• [DATA SUPPLIED]:
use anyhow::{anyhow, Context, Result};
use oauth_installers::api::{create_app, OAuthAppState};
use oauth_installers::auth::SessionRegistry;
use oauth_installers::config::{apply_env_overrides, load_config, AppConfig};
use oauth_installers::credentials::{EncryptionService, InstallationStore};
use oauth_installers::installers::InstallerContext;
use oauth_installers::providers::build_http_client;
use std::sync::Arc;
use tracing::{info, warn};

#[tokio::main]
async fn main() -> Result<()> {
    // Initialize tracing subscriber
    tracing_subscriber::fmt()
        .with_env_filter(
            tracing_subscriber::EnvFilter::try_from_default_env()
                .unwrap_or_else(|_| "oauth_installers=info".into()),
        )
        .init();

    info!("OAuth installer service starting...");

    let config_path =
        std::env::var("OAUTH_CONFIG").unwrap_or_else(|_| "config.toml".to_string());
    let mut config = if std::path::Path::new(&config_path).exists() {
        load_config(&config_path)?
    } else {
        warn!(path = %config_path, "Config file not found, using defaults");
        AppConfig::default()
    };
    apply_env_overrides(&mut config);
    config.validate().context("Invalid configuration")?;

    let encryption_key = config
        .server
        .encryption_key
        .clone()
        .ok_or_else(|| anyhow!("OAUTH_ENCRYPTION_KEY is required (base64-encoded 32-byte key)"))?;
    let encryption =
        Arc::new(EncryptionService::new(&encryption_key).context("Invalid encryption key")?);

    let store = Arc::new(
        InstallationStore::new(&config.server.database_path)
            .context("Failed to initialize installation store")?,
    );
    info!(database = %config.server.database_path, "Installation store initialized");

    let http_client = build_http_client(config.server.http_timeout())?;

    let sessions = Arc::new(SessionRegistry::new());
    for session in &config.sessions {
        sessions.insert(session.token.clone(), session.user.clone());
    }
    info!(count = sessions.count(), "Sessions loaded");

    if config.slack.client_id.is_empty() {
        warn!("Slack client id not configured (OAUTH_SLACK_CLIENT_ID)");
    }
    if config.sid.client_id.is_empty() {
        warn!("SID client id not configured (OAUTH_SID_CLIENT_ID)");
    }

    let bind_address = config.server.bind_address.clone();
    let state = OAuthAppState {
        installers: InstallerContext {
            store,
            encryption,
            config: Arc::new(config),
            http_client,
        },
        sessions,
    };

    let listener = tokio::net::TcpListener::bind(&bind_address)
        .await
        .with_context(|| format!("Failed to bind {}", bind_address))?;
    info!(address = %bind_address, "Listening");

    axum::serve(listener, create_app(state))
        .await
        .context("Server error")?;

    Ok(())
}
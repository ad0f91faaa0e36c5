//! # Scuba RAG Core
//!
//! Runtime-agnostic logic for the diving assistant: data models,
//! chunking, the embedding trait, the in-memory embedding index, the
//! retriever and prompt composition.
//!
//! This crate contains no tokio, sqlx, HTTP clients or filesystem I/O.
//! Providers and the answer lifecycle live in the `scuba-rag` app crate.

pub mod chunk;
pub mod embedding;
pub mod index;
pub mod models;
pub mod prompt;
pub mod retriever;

• [BRIEF]: Repeat exactly the lines from the line containing "embedding index, the" through the last line of the records above, including both, and nothing else.

• [ANSWER TO THE PROBLEM]:
//! chunking, the embedding trait, the in-memory embedding index, the
//! retriever and prompt composition.
//!
//! This crate contains no tokio, sqlx, HTTP clients or filesystem I/O.
//! Providers and the answer lifecycle live in the `scuba-rag` app crate.

pub mod chunk;
pub mod embedding;
pub mod index;
pub mod models;
pub mod prompt;
pub mod retriever;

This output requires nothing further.